In a statement today, the Journal Sentinel editor in charge of PolitiFact, Greg Borowski, stood by the impartiality of the feature.

“At PolitiFact Wisconsin, our mission is to serve our readers by examining political statements to determine their accuracy — but also to identify where those statements are inflated, misleading or simply wrong. We do this by turning to outside sources to provide context to the issue, as well as by clearly stating how we came to the conclusion we did and what sources and reasoning we used to get there,” Borowski said.

Both left and right have had their problems with PolitiFact. One source of contention is the “Truth-o-meter” which does often seem pretty subjective. Other popular fact-checkers don’t have anything comparable, to my knowledge. As the author of the article writes,

Even so, PolitiFact’s critics have a point, but it’s a bit more complicated than partisan bias. The larger problem remains in its simplistic rating system and especially the incendiary “Pants on Fire” category, which doesn’t appear to be consistently applied.

He also notes,

Here [in wisconsin] the criticism has been most vocal among political activists on the left.

I not sure why that is. I sure my friends on the right think they’re biased, too; they just don’t seem to write about it.If they are some links to right-leaning posts, I would be glad to share them here.

By contrast, the national PolitiFact operation appears to get more criticism from conservatives.

Zielinski, who once worked for the Journal Sentinel, went on to say,

“We will deal with the Journal Sentinel. We have to,” he says. “It’s the largest newspaper in the state. We have good relationships with many of their reporters.”

But PolitiFact, he says, “is an instrument that we don’t think profits us anything, because we believe we’ve worked in good faith with them and not seen fair results.”

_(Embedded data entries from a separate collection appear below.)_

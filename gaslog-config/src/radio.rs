//! RFM12B radio settings
//!
//! These types replace the per-board preprocessor constants the node
//! firmwares were originally configured with. Ranges are checked at
//! construction, so a settings value that exists is a settings value the
//! radio driver can accept.
//!
//! All constructors are `const fn`: a firmware that defines its radio
//! settings as a `const` item gets the range checks at build time.

use crate::error::ConfigError;

#[cfg(feature = "serde")]
use serde::{Deserialize, Serialize};

/// Lowest assignable node ID
pub const MIN_NODE_ID: u8 = 1;

/// Highest assignable node ID
pub const MAX_NODE_ID: u8 = 30;

/// Lowest network group
pub const MIN_GROUP: u8 = 1;

/// Highest network group
pub const MAX_GROUP: u8 = 250;

/// Collect-mode bit of the driver identifier byte
///
/// A node with this bit set passes incoming packets through without
/// sending acknowledgements.
pub const COLLECT_MODE: u8 = 0x20;

// RFM12B driver band codes
const BAND_433_CODE: u8 = 1;
const BAND_868_CODE: u8 = 2;
const BAND_915_CODE: u8 = 3;

/// Node identifier on the radio mesh
///
/// Valid IDs are 1..=30 and must be unique among the devices on one
/// network group. ID 30 is reserved for the base station by convention.
#[derive(Debug, Clone, Copy, PartialEq, Eq)]
#[cfg_attr(feature = "defmt", derive(defmt::Format))]
#[cfg_attr(feature = "serde", derive(Serialize, Deserialize))]
pub struct NodeId(u8);

impl NodeId {
    /// Node ID reserved for the base station
    pub const BASE_STATION: NodeId = NodeId(30);

    /// Create a node ID, checking the 1..=30 range
    pub const fn new(raw: u8) -> Result<Self, ConfigError> {
        if raw >= MIN_NODE_ID && raw <= MAX_NODE_ID {
            Ok(NodeId(raw))
        } else {
            Err(ConfigError::NodeIdOutOfRange(raw))
        }
    }

    /// Raw identifier value
    pub const fn get(self) -> u8 {
        self.0
    }

    /// Whether this is the conventional base-station ID
    pub const fn is_base_station(self) -> bool {
        self.0 == Self::BASE_STATION.0
    }
}

/// Network group shared by all cooperating nodes
///
/// Valid groups are 1..=250. Nodes that are expected to exchange packets
/// must be configured with the same group.
#[derive(Debug, Clone, Copy, PartialEq, Eq)]
#[cfg_attr(feature = "defmt", derive(defmt::Format))]
#[cfg_attr(feature = "serde", derive(Serialize, Deserialize))]
pub struct NetworkGroup(u8);

impl NetworkGroup {
    /// Create a network group, checking the 1..=250 range
    pub const fn new(raw: u8) -> Result<Self, ConfigError> {
        if raw >= MIN_GROUP && raw <= MAX_GROUP {
            Ok(NetworkGroup(raw))
        } else {
            Err(ConfigError::GroupOutOfRange(raw))
        }
    }

    /// Raw group value
    pub const fn get(self) -> u8 {
        self.0
    }
}

impl Default for NetworkGroup {
    /// The stock GasLog network group (210)
    fn default() -> Self {
        NetworkGroup(210)
    }
}

/// RFM12B frequency band
///
/// Must match the module that is physically installed; the driver will
/// happily tune a 868 MHz module to a 433 MHz channel and nothing will
/// ever be received.
#[derive(Debug, Clone, Copy, PartialEq, Eq, Default)]
#[cfg_attr(feature = "defmt", derive(defmt::Format))]
#[cfg_attr(feature = "serde", derive(Serialize, Deserialize))]
pub enum FrequencyBand {
    /// 433 MHz ISM band
    Mhz433,
    /// 868 MHz ISM band, fitted on the stock GasLog boards
    #[default]
    Mhz868,
    /// 915 MHz ISM band
    Mhz915,
}

impl FrequencyBand {
    /// Parse from an RFM12B driver band code
    pub const fn from_code(code: u8) -> Result<Self, ConfigError> {
        match code {
            BAND_433_CODE => Ok(FrequencyBand::Mhz433),
            BAND_868_CODE => Ok(FrequencyBand::Mhz868),
            BAND_915_CODE => Ok(FrequencyBand::Mhz915),
            _ => Err(ConfigError::UnknownBand),
        }
    }

    /// RFM12B driver band code
    pub const fn code(self) -> u8 {
        match self {
            FrequencyBand::Mhz433 => BAND_433_CODE,
            FrequencyBand::Mhz868 => BAND_868_CODE,
            FrequencyBand::Mhz915 => BAND_915_CODE,
        }
    }

    /// Human-readable label
    pub const fn label(self) -> &'static str {
        match self {
            FrequencyBand::Mhz433 => "433MHz",
            FrequencyBand::Mhz868 => "868MHz",
            FrequencyBand::Mhz915 => "915MHz",
        }
    }

    /// Parse from a label like "868MHz" (a bare "868" is also accepted)
    pub fn from_label(label: &str) -> Result<Self, ConfigError> {
        match label {
            "433" | "433MHz" | "433mhz" => Ok(FrequencyBand::Mhz433),
            "868" | "868MHz" | "868mhz" => Ok(FrequencyBand::Mhz868),
            "915" | "915MHz" | "915mhz" => Ok(FrequencyBand::Mhz915),
            _ => Err(ConfigError::UnknownBand),
        }
    }
}

/// Power-down behavior while the driver waits for a send to complete
#[derive(Debug, Clone, Copy, PartialEq, Eq, Default)]
#[cfg_attr(feature = "defmt", derive(defmt::Format))]
#[cfg_attr(feature = "serde", derive(Serialize, Deserialize))]
pub enum SyncMode {
    /// Busy-wait without sleeping
    Polling,
    /// Sleep in idle mode
    Idle,
    /// Sleep in standby; safe with the stock Arduino fuse settings
    #[default]
    Standby,
    /// Full power-down; requires the 258 CK startup fuse configuration
    PowerDown,
}

impl SyncMode {
    /// Parse from the driver mode value (0..=3)
    pub const fn from_mode(mode: u8) -> Result<Self, ConfigError> {
        match mode {
            0 => Ok(SyncMode::Polling),
            1 => Ok(SyncMode::Idle),
            2 => Ok(SyncMode::Standby),
            3 => Ok(SyncMode::PowerDown),
            _ => Err(ConfigError::InvalidSyncMode(mode)),
        }
    }

    /// Driver mode value
    pub const fn mode(self) -> u8 {
        match self {
            SyncMode::Polling => 0,
            SyncMode::Idle => 1,
            SyncMode::Standby => 2,
            SyncMode::PowerDown => 3,
        }
    }
}

/// Radio settings for one node
///
/// Holds everything the radio driver needs at initialization. Fields are
/// already-validated types, so a `RadioConfig` cannot describe settings
/// the driver would reject.
#[derive(Debug, Clone, Copy, PartialEq, Eq)]
#[cfg_attr(feature = "defmt", derive(defmt::Format))]
#[cfg_attr(feature = "serde", derive(Serialize, Deserialize))]
pub struct RadioConfig {
    /// This device's identifier on the mesh
    pub node_id: NodeId,
    /// Network group shared by every cooperating node
    pub group: NetworkGroup,
    /// Frequency band of the installed module
    pub band: FrequencyBand,
    /// Sleep behavior while waiting for a send to complete
    pub sync_mode: SyncMode,
    /// Collect mode: receive without sending acknowledgements
    pub collect: bool,
}

impl RadioConfig {
    /// Create radio settings with the default sync mode and collect off
    pub const fn new(node_id: NodeId, group: NetworkGroup, band: FrequencyBand) -> Self {
        Self {
            node_id,
            group,
            band,
            sync_mode: SyncMode::Standby,
            collect: false,
        }
    }

    /// Override the sync mode
    pub const fn with_sync_mode(mut self, sync_mode: SyncMode) -> Self {
        self.sync_mode = sync_mode;
        self
    }

    /// Enable collect mode
    pub const fn with_collect(mut self) -> Self {
        self.collect = true;
        self
    }

    /// Identifier byte handed to the radio driver at initialization
    ///
    /// The node ID with the collect bit applied. The ID range tops out at
    /// 30, so the collect bit never collides with the identifier.
    pub const fn identifier_byte(&self) -> u8 {
        if self.collect {
            self.node_id.get() | COLLECT_MODE
        } else {
            self.node_id.get()
        }
    }

    /// Whether this node and `other` can exchange packets
    ///
    /// True when both are on the same network group and frequency band.
    pub const fn shares_mesh(&self, other: &RadioConfig) -> bool {
        self.group.get() == other.group.get() && self.band.code() == other.band.code()
    }
}

#[cfg(test)]
mod tests {
    use super::*;
    use proptest::prelude::*;

    #[test]
    fn test_node_id_bounds() {
        assert_eq!(NodeId::new(1).unwrap().get(), 1);
        assert_eq!(NodeId::new(30).unwrap().get(), 30);
        assert_eq!(NodeId::new(0), Err(ConfigError::NodeIdOutOfRange(0)));
        assert_eq!(NodeId::new(31), Err(ConfigError::NodeIdOutOfRange(31)));
    }

    #[test]
    fn test_base_station_id() {
        assert!(NodeId::BASE_STATION.is_base_station());
        assert_eq!(NodeId::BASE_STATION.get(), 30);
        assert!(!NodeId::new(10).unwrap().is_base_station());
    }

    #[test]
    fn test_group_bounds() {
        assert_eq!(NetworkGroup::new(1).unwrap().get(), 1);
        assert_eq!(NetworkGroup::new(250).unwrap().get(), 250);
        assert_eq!(NetworkGroup::new(0), Err(ConfigError::GroupOutOfRange(0)));
        assert_eq!(NetworkGroup::new(251), Err(ConfigError::GroupOutOfRange(251)));
    }

    #[test]
    fn test_group_default_is_stock_network() {
        assert_eq!(NetworkGroup::default().get(), 210);
        assert!(NetworkGroup::new(NetworkGroup::default().get()).is_ok());
    }

    #[test]
    fn test_band_code_roundtrip() {
        let bands = [
            FrequencyBand::Mhz433,
            FrequencyBand::Mhz868,
            FrequencyBand::Mhz915,
        ];

        for band in bands {
            assert_eq!(FrequencyBand::from_code(band.code()).unwrap(), band);
        }
    }

    #[test]
    fn test_band_label_roundtrip() {
        let bands = [
            FrequencyBand::Mhz433,
            FrequencyBand::Mhz868,
            FrequencyBand::Mhz915,
        ];

        for band in bands {
            assert_eq!(FrequencyBand::from_label(band.label()).unwrap(), band);
        }
    }

    #[test]
    fn test_band_rejects_unknown() {
        assert_eq!(FrequencyBand::from_code(0), Err(ConfigError::UnknownBand));
        assert_eq!(FrequencyBand::from_code(4), Err(ConfigError::UnknownBand));
        assert_eq!(
            FrequencyBand::from_label("866MHz"),
            Err(ConfigError::UnknownBand)
        );
    }

    #[test]
    fn test_sync_mode_values() {
        assert_eq!(SyncMode::from_mode(2).unwrap(), SyncMode::Standby);
        assert_eq!(SyncMode::from_mode(3).unwrap(), SyncMode::PowerDown);
        assert_eq!(SyncMode::from_mode(4), Err(ConfigError::InvalidSyncMode(4)));
        assert_eq!(SyncMode::Standby.mode(), 2);
        assert_eq!(SyncMode::default(), SyncMode::Standby);
    }

    #[test]
    fn test_identifier_byte() {
        let config = RadioConfig::new(
            NodeId::new(10).unwrap(),
            NetworkGroup::new(210).unwrap(),
            FrequencyBand::Mhz868,
        );
        assert_eq!(config.identifier_byte(), 10);

        let collecting = config.with_collect();
        assert_eq!(collecting.identifier_byte(), 10 | COLLECT_MODE);
        assert_eq!(collecting.identifier_byte(), 0x2A);
    }

    #[test]
    fn test_shares_mesh() {
        let a = RadioConfig::new(
            NodeId::new(10).unwrap(),
            NetworkGroup::new(210).unwrap(),
            FrequencyBand::Mhz868,
        );
        let b = RadioConfig::new(
            NodeId::new(2).unwrap(),
            NetworkGroup::new(210).unwrap(),
            FrequencyBand::Mhz868,
        );
        assert!(a.shares_mesh(&b));

        let other_group = RadioConfig::new(
            NodeId::new(2).unwrap(),
            NetworkGroup::new(5).unwrap(),
            FrequencyBand::Mhz868,
        );
        assert!(!a.shares_mesh(&other_group));

        let other_band = RadioConfig::new(
            NodeId::new(2).unwrap(),
            NetworkGroup::new(210).unwrap(),
            FrequencyBand::Mhz433,
        );
        assert!(!a.shares_mesh(&other_band));
    }

    #[test]
    fn test_const_construction() {
        // Build-time assertion: this item fails to compile if the values
        // ever drift out of range.
        const RADIO: RadioConfig = RadioConfig::new(
            match NodeId::new(10) {
                Ok(id) => id,
                Err(_) => panic!("node id out of range"),
            },
            match NetworkGroup::new(210) {
                Ok(group) => group,
                Err(_) => panic!("group out of range"),
            },
            FrequencyBand::Mhz868,
        );
        assert_eq!(RADIO.node_id.get(), 10);
        assert_eq!(RADIO.group.get(), 210);
    }

    proptest! {
        #[test]
        fn test_node_id_accepts_valid_range(raw in MIN_NODE_ID..=MAX_NODE_ID) {
            prop_assert_eq!(NodeId::new(raw).unwrap().get(), raw);
        }

        #[test]
        fn test_node_id_rejects_out_of_range(
            raw in prop_oneof![Just(0u8), (MAX_NODE_ID + 1)..=u8::MAX]
        ) {
            prop_assert_eq!(NodeId::new(raw), Err(ConfigError::NodeIdOutOfRange(raw)));
        }

        #[test]
        fn test_group_accepts_valid_range(raw in MIN_GROUP..=MAX_GROUP) {
            prop_assert_eq!(NetworkGroup::new(raw).unwrap().get(), raw);
        }

        #[test]
        fn test_group_rejects_out_of_range(
            raw in prop_oneof![Just(0u8), (MAX_GROUP + 1)..=u8::MAX]
        ) {
            prop_assert_eq!(NetworkGroup::new(raw), Err(ConfigError::GroupOutOfRange(raw)));
        }

        #[test]
        fn test_collect_bit_never_corrupts_id(raw in MIN_NODE_ID..=MAX_NODE_ID) {
            let config = RadioConfig::new(
                NodeId::new(raw).unwrap(),
                NetworkGroup::new(210).unwrap(),
                FrequencyBand::Mhz868,
            )
            .with_collect();
            prop_assert_eq!(config.identifier_byte() & !COLLECT_MODE, raw);
            prop_assert_ne!(config.identifier_byte() & COLLECT_MODE, 0);
        }
    }
}
// src/llm/openai.rs
// OpenAI Chat Completions client (text completion capability)

use async_trait::async_trait;
use serde::{Deserialize, Serialize};
use std::time::Instant;
use tracing::{Span, debug, info, instrument};
use uuid::Uuid;

use super::http_client::{LlmHttpClient, decode};
use super::logging::{Usage, log_completion, log_usage};
use super::provider::{ChatMessage, CompletionRequest, Provider, TextCompletion};
use crate::error::GatewayError;

pub const OPENAI_API_BASE: &str = "https://api.openai.com/v1";

// ============================================================================
// Wire types
// ============================================================================

#[derive(Debug, Serialize)]
struct ChatCompletionRequest<'a> {
    model: &'a str,
    messages: &'a [ChatMessage],
    #[serde(skip_serializing_if = "Option::is_none")]
    temperature: Option<f32>,
    max_tokens: u32,
}

#[derive(Debug, Deserialize)]
struct ChatCompletionResponse {
    choices: Vec<Choice>,
    #[serde(default)]
    usage: Option<Usage>,
}

#[derive(Debug, Deserialize)]
struct Choice {
    message: ResponseMessage,
}

#[derive(Debug, Deserialize)]
struct ResponseMessage {
    #[serde(default)]
    content: Option<String>,
}

// ============================================================================
// Client
// ============================================================================

/// OpenAI chat completions client
pub struct OpenAiClient {
    api_key: String,
    model: String,
    base_url: String,
    http: LlmHttpClient,
}

impl OpenAiClient {
    /// Create a client with a shared HTTP client
    pub fn with_http_client(api_key: String, model: String, client: reqwest::Client) -> Self {
        Self {
            api_key,
            model,
            base_url: OPENAI_API_BASE.to_string(),
            http: LlmHttpClient::from_client(client),
        }
    }

    /// Point the client at a different API base (proxies, compatible servers)
    pub fn with_base_url(mut self, base_url: impl Into<String>) -> Self {
        self.base_url = base_url.into().trim_end_matches('/').to_string();
        self
    }

    fn endpoint(&self) -> String {
        format!("{}/chat/completions", self.base_url)
    }
}

#[async_trait]
impl TextCompletion for OpenAiClient {
    fn provider_type(&self) -> Provider {
        Provider::OpenAi
    }

    #[instrument(skip(self, request), fields(request_id, model = %self.model, message_count = request.messages.len()))]
    async fn complete(&self, request: CompletionRequest) -> Result<String, GatewayError> {
        let request_id = Uuid::new_v4().to_string();
        let start_time = Instant::now();
        Span::current().record("request_id", &request_id);

        info!(
            request_id = %request_id,
            message_count = request.messages.len(),
            max_tokens = request.max_tokens,
            "Starting OpenAI chat completion"
        );

        let body = serde_json::to_string(&ChatCompletionRequest {
            model: &self.model,
            messages: &request.messages,
            temperature: request.temperature,
            max_tokens: request.max_tokens,
        })
        .map_err(|e| GatewayError::Decode {
            provider: Provider::OpenAi,
            message: e.to_string(),
        })?;
        debug!(request_id = %request_id, "OpenAI request: {}", body);

        let response_body = self
            .http
            .execute_with_bearer(
                Provider::OpenAi,
                &request_id,
                &self.endpoint(),
                &self.api_key,
                body,
            )
            .await?;

        let data: ChatCompletionResponse = decode(Provider::OpenAi, &response_body)?;

        if let Some(ref usage) = data.usage {
            log_usage(&request_id, "OpenAI", usage);
        }

        let content = data
            .choices
            .into_iter()
            .next()
            .and_then(|choice| choice.message.content)
            .filter(|c| !c.trim().is_empty())
            .ok_or(GatewayError::EmptyCompletion {
                provider: Provider::OpenAi,
            })?;

        log_completion(
            &request_id,
            "OpenAI",
            start_time.elapsed().as_millis() as u64,
            content.len(),
        );

        Ok(content)
    }
}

The writer of the article then states,

On the one hand, a casual examination of how party affiliation lines up with ratings from True to Pants-on-Fire makes doesn’t make an obvious case of bias for or against either side of the political spectrum. (You can see for yourself; if you disagree, feel free to comment below.)  Did you know, for instance, that 17 of Gov. Scott Walker’s 27 statements to be rated so far have been labeled as “Barely True,” “False,” or (in one instance) “Pants on Fire”? That seems difficult to square with a claim of consistent bias against Democrats.

No doubt the comment section will fill fast.

He sums up,

Perhaps the single biggest improvement in PolitiFact would be if there was just a little less of it, with topics more carefully chosen.

That might be something to shoot for. We don’t need a daily truth detector; and we don’t expect it to be perfect.

And, please, get rid of the “truth-o-meter.”